[Collected data]
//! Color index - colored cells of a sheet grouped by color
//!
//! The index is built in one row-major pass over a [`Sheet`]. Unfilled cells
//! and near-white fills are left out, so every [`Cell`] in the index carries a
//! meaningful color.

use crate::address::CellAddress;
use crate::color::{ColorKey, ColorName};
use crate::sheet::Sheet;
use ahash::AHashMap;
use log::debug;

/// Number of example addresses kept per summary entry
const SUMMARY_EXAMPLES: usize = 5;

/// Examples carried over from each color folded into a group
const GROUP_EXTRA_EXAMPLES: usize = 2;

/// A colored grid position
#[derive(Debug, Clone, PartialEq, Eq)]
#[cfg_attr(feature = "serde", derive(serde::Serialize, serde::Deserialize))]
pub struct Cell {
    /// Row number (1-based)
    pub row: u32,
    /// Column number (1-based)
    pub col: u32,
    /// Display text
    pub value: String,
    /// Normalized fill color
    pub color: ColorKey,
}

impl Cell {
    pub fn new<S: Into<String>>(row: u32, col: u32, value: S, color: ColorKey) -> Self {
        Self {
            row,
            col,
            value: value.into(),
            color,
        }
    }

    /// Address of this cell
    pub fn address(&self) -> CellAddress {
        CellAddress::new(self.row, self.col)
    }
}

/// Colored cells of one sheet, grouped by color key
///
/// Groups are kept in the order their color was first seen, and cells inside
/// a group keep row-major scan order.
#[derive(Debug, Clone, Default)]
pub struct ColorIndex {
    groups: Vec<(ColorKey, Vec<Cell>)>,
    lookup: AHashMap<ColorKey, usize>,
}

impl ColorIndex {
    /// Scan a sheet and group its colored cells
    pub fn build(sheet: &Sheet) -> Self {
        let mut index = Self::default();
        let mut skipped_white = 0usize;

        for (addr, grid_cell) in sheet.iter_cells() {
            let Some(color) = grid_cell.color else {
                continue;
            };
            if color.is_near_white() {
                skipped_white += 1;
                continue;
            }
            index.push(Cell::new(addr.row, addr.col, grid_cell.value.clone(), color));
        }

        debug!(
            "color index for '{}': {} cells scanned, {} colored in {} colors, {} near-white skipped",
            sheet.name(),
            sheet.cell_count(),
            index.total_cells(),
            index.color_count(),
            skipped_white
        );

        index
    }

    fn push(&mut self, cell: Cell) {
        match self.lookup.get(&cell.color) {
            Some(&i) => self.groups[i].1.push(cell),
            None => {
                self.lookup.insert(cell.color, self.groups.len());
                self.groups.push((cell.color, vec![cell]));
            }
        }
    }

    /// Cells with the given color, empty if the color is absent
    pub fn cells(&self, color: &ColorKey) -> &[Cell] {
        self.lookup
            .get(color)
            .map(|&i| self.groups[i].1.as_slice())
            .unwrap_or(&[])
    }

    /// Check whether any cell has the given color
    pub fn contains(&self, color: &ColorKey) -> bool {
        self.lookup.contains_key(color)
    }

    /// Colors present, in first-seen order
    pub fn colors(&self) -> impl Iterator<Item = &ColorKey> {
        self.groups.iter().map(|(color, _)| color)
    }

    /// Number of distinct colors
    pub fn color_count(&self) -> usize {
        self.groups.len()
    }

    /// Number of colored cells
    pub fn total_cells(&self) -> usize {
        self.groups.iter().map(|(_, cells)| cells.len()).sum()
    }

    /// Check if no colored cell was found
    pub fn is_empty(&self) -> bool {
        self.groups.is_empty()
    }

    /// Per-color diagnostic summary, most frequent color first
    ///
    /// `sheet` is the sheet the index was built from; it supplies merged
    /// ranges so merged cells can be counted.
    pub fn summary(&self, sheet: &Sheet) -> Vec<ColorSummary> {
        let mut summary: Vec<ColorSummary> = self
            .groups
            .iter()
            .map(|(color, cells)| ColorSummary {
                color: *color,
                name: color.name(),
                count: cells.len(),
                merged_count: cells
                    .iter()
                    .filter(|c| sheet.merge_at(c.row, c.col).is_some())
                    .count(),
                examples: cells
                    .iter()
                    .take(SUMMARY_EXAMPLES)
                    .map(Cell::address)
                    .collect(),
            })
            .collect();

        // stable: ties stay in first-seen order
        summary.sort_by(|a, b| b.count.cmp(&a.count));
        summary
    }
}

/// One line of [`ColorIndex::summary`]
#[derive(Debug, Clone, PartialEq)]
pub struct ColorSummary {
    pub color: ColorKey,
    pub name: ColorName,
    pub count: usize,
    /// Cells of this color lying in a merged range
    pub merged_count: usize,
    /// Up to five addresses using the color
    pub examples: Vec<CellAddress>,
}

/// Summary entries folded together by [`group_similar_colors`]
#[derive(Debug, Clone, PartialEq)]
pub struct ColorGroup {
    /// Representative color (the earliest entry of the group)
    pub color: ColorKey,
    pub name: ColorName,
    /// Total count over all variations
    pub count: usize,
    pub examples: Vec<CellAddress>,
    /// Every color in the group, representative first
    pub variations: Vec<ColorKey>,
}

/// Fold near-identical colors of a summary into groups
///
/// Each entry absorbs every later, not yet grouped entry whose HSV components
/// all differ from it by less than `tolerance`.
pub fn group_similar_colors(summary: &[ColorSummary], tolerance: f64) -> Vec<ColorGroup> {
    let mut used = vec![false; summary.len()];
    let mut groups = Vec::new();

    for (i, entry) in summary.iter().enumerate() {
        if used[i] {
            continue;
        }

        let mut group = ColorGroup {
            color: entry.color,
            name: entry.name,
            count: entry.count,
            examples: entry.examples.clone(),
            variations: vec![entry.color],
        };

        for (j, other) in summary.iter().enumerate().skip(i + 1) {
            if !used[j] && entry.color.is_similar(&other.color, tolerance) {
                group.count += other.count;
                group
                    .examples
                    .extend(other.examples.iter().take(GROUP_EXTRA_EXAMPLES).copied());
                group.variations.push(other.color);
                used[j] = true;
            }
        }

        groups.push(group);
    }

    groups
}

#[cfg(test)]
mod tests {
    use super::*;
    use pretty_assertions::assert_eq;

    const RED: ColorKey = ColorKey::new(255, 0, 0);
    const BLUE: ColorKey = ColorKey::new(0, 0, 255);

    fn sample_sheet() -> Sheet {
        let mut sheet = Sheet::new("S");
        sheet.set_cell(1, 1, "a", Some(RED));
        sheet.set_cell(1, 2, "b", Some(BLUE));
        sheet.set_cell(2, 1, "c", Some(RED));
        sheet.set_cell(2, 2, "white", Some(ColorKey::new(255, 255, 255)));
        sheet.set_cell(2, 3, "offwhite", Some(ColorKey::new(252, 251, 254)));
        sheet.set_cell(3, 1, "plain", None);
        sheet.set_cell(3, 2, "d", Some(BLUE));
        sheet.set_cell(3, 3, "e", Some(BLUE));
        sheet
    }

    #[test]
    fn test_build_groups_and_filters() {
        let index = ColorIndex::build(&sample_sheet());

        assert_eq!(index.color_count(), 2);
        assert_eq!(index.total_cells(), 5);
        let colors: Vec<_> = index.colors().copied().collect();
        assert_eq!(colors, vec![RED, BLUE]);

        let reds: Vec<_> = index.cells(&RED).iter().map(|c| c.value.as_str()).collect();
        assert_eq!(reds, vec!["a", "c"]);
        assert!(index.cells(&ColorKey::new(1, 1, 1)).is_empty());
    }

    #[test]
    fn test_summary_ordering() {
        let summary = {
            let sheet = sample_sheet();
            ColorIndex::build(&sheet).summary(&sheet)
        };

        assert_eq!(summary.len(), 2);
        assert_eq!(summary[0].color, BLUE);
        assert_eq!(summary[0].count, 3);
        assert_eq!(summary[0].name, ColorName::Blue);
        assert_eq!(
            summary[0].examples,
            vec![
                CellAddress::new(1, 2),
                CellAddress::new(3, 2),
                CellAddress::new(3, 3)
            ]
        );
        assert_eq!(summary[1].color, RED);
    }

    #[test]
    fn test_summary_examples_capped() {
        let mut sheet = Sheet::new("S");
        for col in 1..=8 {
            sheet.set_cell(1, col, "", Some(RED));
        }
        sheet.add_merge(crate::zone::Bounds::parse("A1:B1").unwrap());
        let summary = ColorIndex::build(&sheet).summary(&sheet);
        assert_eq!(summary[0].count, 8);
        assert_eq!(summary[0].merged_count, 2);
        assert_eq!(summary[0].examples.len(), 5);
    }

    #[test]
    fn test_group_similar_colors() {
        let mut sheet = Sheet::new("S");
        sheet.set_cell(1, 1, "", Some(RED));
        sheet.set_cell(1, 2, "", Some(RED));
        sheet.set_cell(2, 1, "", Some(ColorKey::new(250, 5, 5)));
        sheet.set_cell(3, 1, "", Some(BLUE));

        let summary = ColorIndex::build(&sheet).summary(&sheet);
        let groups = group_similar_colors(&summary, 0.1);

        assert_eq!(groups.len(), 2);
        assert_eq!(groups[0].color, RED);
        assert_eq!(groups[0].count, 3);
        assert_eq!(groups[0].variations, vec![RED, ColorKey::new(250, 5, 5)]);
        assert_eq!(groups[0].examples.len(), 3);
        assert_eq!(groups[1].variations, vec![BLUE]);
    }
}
--
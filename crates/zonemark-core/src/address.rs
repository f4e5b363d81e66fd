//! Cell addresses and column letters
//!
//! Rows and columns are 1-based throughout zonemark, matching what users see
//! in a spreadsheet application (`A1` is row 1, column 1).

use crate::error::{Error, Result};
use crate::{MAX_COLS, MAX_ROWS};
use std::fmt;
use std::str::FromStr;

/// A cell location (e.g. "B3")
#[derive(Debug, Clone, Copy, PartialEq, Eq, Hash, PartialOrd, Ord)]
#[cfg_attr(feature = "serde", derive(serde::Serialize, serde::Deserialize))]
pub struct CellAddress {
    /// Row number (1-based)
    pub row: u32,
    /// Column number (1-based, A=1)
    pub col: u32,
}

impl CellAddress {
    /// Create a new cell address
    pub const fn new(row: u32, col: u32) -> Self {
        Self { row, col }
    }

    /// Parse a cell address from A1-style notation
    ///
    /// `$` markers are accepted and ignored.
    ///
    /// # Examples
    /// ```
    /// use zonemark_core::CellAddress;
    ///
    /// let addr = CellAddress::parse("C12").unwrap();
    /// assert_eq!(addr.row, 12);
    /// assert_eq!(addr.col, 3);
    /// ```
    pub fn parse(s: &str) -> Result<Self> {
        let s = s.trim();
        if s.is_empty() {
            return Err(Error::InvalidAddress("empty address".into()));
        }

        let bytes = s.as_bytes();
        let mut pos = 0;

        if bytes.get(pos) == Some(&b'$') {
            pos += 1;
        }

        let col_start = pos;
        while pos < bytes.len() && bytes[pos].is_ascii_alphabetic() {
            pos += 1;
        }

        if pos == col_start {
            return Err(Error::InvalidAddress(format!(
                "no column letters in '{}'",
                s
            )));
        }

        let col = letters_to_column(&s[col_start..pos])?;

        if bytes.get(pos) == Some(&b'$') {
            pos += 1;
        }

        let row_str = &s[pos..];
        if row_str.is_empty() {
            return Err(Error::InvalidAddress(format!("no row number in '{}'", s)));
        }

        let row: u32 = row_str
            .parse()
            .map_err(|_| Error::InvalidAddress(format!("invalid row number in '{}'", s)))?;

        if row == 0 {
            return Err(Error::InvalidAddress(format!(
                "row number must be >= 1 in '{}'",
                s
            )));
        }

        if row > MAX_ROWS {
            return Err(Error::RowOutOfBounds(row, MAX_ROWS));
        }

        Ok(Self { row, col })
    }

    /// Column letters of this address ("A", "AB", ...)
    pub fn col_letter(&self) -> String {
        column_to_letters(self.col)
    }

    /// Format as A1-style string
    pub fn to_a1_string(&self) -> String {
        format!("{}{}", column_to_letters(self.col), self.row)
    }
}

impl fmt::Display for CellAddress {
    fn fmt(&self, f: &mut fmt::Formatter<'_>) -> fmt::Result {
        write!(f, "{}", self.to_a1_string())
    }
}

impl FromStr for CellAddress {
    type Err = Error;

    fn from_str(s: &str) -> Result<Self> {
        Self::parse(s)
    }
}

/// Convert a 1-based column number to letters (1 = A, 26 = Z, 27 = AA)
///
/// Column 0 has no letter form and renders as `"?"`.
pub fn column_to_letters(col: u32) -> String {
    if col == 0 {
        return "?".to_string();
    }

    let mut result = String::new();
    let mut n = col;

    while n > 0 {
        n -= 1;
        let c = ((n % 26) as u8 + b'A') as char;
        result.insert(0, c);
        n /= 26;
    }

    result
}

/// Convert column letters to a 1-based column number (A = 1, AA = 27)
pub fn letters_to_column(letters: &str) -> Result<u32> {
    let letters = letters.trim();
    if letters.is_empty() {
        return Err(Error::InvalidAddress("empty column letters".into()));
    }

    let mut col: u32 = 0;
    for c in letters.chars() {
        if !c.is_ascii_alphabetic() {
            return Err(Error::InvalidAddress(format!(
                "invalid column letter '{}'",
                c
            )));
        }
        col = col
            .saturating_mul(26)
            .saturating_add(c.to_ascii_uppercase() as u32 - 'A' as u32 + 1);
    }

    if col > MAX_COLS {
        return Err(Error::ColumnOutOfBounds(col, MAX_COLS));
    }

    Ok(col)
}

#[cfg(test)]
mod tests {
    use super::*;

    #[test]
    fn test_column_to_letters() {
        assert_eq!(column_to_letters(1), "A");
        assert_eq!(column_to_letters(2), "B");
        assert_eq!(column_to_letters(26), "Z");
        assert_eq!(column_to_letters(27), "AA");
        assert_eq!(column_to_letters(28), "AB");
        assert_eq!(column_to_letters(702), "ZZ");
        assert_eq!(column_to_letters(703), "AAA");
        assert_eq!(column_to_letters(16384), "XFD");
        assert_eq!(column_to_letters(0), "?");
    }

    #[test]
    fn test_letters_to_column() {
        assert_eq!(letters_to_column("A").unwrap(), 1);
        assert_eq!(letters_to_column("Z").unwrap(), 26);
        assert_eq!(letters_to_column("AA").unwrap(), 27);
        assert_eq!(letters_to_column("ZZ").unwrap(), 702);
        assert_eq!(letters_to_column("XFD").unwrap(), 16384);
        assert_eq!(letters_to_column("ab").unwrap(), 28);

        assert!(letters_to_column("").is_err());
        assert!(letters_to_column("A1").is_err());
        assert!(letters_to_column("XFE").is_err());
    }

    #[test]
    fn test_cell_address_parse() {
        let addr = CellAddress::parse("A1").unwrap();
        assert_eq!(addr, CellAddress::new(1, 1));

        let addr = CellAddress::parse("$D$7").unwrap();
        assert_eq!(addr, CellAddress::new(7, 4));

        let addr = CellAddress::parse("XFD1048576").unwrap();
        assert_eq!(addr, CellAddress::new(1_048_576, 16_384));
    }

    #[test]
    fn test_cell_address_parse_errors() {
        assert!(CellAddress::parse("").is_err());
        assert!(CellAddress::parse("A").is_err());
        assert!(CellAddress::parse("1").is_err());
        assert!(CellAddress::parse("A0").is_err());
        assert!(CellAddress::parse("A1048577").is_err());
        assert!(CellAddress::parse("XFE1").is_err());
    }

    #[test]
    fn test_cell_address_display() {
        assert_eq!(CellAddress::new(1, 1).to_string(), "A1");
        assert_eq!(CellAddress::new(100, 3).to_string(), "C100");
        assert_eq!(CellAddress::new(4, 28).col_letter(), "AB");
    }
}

■ Problem ■
Your answer should be each line from the entries that includes the string "addresses".

■ Written answer ■
/// Number of example addresses kept per summary entry
    /// Up to five addresses using the color
//! Cell addresses and column letters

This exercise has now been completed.